The Rilla Brae buoys gently in the sleeping current. Unharmed.
I press my hand to the windowpanes, matching my fingers to the prints I left only seconds ago. The glass shimmers in the mid-June sun. Dry. “The water. It rose up over the lawn.”
Reed’s hand meets my back in a way that suggests he’s holding me upright. “Water?”
I point as Reed gazes out over our quiet yard. Our dry lawn. “Didn’t you . . . ?”
My memory hears my dad answer before my question can fully pass my lips: “It’s been a longer day than any twenty-four hours has a right, Rilla. A mind can bend with exhaustion.”
My father’s right. Even now, he’s right.
“Everything’s okay.” Reed presses his hand against the small of my back. “Everything’s gonna be okay.” But I sense how he’s trying to make sense of this strangeness in me. And I feel his distance, how he doesn’t gather me to his side.
“Tomorrows always arrive lighter,” my father says. Said.
It’s the first time I don’t b
elieve him.
CHAPTER THREE
I fear I’ll never know deep sleep again.
Reed convinced me that yesterday’s vision was the fallout of insomnia: nightmares visiting in full view of the sun. I can’t shake the fear that it was something more. I should have asked him to stay with me last night—for protection or comfort. Or both. But independence was drilled into me early. I have a hard time asking anyone for help, even if it is Reed and I really needed it.

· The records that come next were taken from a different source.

fn extract_payment_plan(
    document_text: &str,
    aviso: &[&str],
    alerts: &mut Vec<ExtractionAlert>,
) -> PaymentPlan {
    let opts = SearchOptions::default();
    let mut plan = PaymentPlan::default();
    let mut frequency_found = false;

    if let Some((_, total)) = frequency::parse_series_indicator(document_text) {
        if let Some(label) = frequency::frequency_label(total) {
            plan.frequency = label.to_string();
            plan.kind = frequency::kind_for(total);
            frequency_found = true;
        }
    }

    if !frequency_found {
        for line in aviso {
            if !PAYMENT_FORM_RE.is_match(line) {
                continue;
            }
            if let Some((total, label)) = frequency::from_caption(line) {
                plan.frequency = label.to_string();
                plan.kind = frequency::kind_for(total);
                frequency_found = true;
            }
            break;
        }
    }

    if !frequency_found {
        alerts.push(ExtractionAlert::not_found("payment_plan.frequency"));
    }

    plan.first_installment_amount = amount_field(
        aviso,
        &FIRST_RECEIPT_RE,
        opts,
        "payment_plan.first_installment_amount",
        alerts,
    );
    plan.subsequent_installment_amount = amount_field(
        aviso,
        &NEXT_RECEIPTS_RE,
        opts,
        "payment_plan.subsequent_installment_amount",
        alerts,
    );
    plan.due_date = date_field(aviso, &DUE_DATE_RE, opts, "payment_plan.due_date", alerts);
    plan.grace_period_days = text_field(
        aviso,
        &GRACE_RE,
        opts,
        &accept_small_int,
        "payment_plan.grace_period_days",
        alerts,
    );
    plan
}

fn extract_vehicle(lines: &[&str], alerts: &mut Vec<ExtractionAlert>) -> Vehicle {
    let opts = SearchOptions::default();
    Vehicle {
        brand: text_field(lines, &BRAND_RE, opts, &accept_text, "vehicle.brand", alerts),
        model: text_field(
            lines,
            &MODEL_DESC_RE,
            opts,
            &accept_text,
            "vehicle.model",
            alerts,
        ),
        year: text_field(
            lines,
            &MODEL_YEAR_RE,
            opts,
            &accept_year,
            "vehicle.year",
            alerts,
        ),
        vin: text_field(lines, &VIN_LABEL_RE, opts, &accept_vin, "vehicle.vin", alerts),
        engine_number: text_field(
            lines,
            &ENGINE_LABEL_RE,
            opts,
            &accept_engine,
            "vehicle.engine_number",
            alerts,
        ),
        plates: text_field(
            lines,
            &PLATES_LABEL_RE,
            opts,
            &accept_plates,
            "vehicle.plates",
            alerts,
        ),
        color: text_field(lines, &COLOR_RE, opts, &accept_text, "vehicle.color", alerts),
        usage: text_field(lines, &USE_RE, opts, &accept_text, "vehicle.use", alerts),
        service: text_field(
            lines,
            &SERVICE_RE,
            opts,
            &accept_text,
            "vehicle.service",
            alerts,
        ),
    }
}
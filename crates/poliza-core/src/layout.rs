use crate::extraction::Glyph;
use std::collections::BTreeMap;

/// A single text token within a reconstructed line.
#[derive(Debug, Clone)]
pub struct Token {
    pub text: String,
    pub x: f32,
}

/// A horizontal line of tokens sharing the same rounded y coordinate.
/// Invariant: tokens are ordered by ascending x.
#[derive(Debug, Clone)]
pub struct Line {
    pub y: i64,
    pub tokens: Vec<Token>,
}

impl Line {
    /// Concatenate token texts with single spaces, in reading order.
    pub fn text(&self) -> String {
        self.tokens
            .iter()
            .map(|t| t.text.as_str())
            .collect::<Vec<_>>()
            .join(" ")
    }
}

/// Reading-order text reconstructed for one page.
/// Invariant: lines are ordered by descending y (top of page first).
#[derive(Debug, Clone, Default)]
pub struct PageText {
    pub page_number: usize,
    pub lines: Vec<Line>,
    pub raw_text: String,
}

/// Rebuild reading order from positioned glyphs.
///
/// The glyph stream of a PDF page arrives in drawing order, which for
/// multi-column layouts interleaves text from different visual columns.
/// Rounding y to the nearest integer absorbs sub-pixel jitter between
/// glyphs of the same visual line; grouping by rounded y and sorting each
/// group by x restores what a human reads. Lines are ordered by descending
/// y because the PDF y axis grows upward.
///
/// A page with no glyphs reconstructs to an empty `PageText`; other pages
/// may still carry the needed data.
pub fn reconstruct(page_number: usize, glyphs: &[Glyph]) -> PageText {
    let mut rows: BTreeMap<i64, Vec<Token>> = BTreeMap::new();
    for glyph in glyphs {
        let y = glyph.y.round() as i64;
        rows.entry(y).or_default().push(Token {
            text: glyph.text.clone(),
            x: glyph.x,
        });
    }

    let lines: Vec<Line> = rows
        .into_iter()
        .rev()
        .map(|(y, mut tokens)| {
            tokens.sort_by(|a, b| a.x.total_cmp(&b.x));
            Line { y, tokens }
        })
        .collect();

    let raw_text = lines
        .iter()
        .map(|l| l.text())
        .collect::<Vec<_>>()
        .join("\n");

    PageText {
        page_number,
        lines,
        raw_text,
    }
}

#[cfg(test)]
mod tests {
    use super::*;

    fn glyph(text: &str, x: f32, y: f32) -> Glyph {
        Glyph {
            text: text.to_string(),
            x,
            y,
        }
    }

    #[test]
    fn test_tokens_sorted_by_x_within_line() {
        let page = reconstruct(
            1,
            &[
                glyph("Neta", 80.0, 700.0),
                glyph("Prima", 40.0, 700.0),
            ],
        );
        assert_eq!(page.lines.len(), 1);
        assert_eq!(page.lines[0].text(), "Prima Neta");
    }

    #[test]
    fn test_lines_sorted_top_to_bottom() {
        let page = reconstruct(
            1,
            &[
                glyph("abajo", 40.0, 100.0),
                glyph("arriba", 40.0, 700.0),
                glyph("medio", 40.0, 400.0),
            ],
        );
        assert_eq!(page.raw_text, "arriba\nmedio\nabajo");
    }

    #[test]
    fn test_subpixel_jitter_absorbed() {
        // 699.6 and 700.4 both round to 700: one visual line
        let page = reconstruct(
            1,
            &[glyph("Prima", 40.0, 700.4), glyph("Neta", 80.0, 699.6)],
        );
        assert_eq!(page.lines.len(), 1);
        assert_eq!(page.lines[0].text(), "Prima Neta");
    }

    #[test]
    fn test_interleaved_columns_restored() {
        // Drawing order alternates between two columns; reading order must not.
        let page = reconstruct(
            1,
            &[
                glyph("Izq1", 40.0, 700.0),
                glyph("Der1", 300.0, 700.0),
                glyph("Der2", 300.0, 680.0),
                glyph("Izq2", 40.0, 680.0),
            ],
        );
        assert_eq!(page.raw_text, "Izq1 Der1\nIzq2 Der2");
    }

    #[test]
    fn test_empty_page() {
        let page = reconstruct(3, &[]);
        assert_eq!(page.page_number, 3);
        assert!(page.lines.is_empty());
        assert!(page.raw_text.is_empty());
    }
}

I crawl out of bed and layer for the sea. T-shirt. Leggings. Fleece. My bright orange Grundens are on a hook upon the Rilla Brae, like always, even though I won’t need my rubber overalls or my all-weather jacket today. It’ll be different this winter. I won’t be able to pull on enough layers. If I stay.
In the kitchen, I pack my lunch. I make Dad a sandwich too. Out of habit.
Gram squeezes through the patio doors, joins me in the kitchen. Her sigh is heavy and foreign; Gram never complains.
“Everything all right?” I suspend my knife in the peanut butter jar and hear the absurdity of my question only after it passes my lips.
“Ayuh.” She wrestles her dirt-caked gardening gloves from her fingers and abandons them to the table. Tiny pebbles of earth skitter across its worn wood surface. Gram looks out at her back gardens, clean hands planted on her sturdy hips. “I’ve got grubs, Rilla.”
I almost laugh. Insects? Insects are a solvable problem. “Grubs, huh?” I paint the peanut butter onto my bread, all the way to the very edges the way my father liked.
“Those devils have got some moxie being so close to my peonies.” Gram huffs past me and dips her head into the fridge. She draws in a small gasp when she opens the door. “There’s more food in here than stars in the sky.”
“What do you need? I’ll get it for you.” I place the knife onto the cutting board and join Gram at the open fridge.
“Beer.” She says it like it’s not six o’clock in the morning.
“Beer?”
She fans her twisted fingers to hurry me along. “Well, I’m not gonna drink it, Rilla. It’s for the grubs. Give me as much as we’ve got.”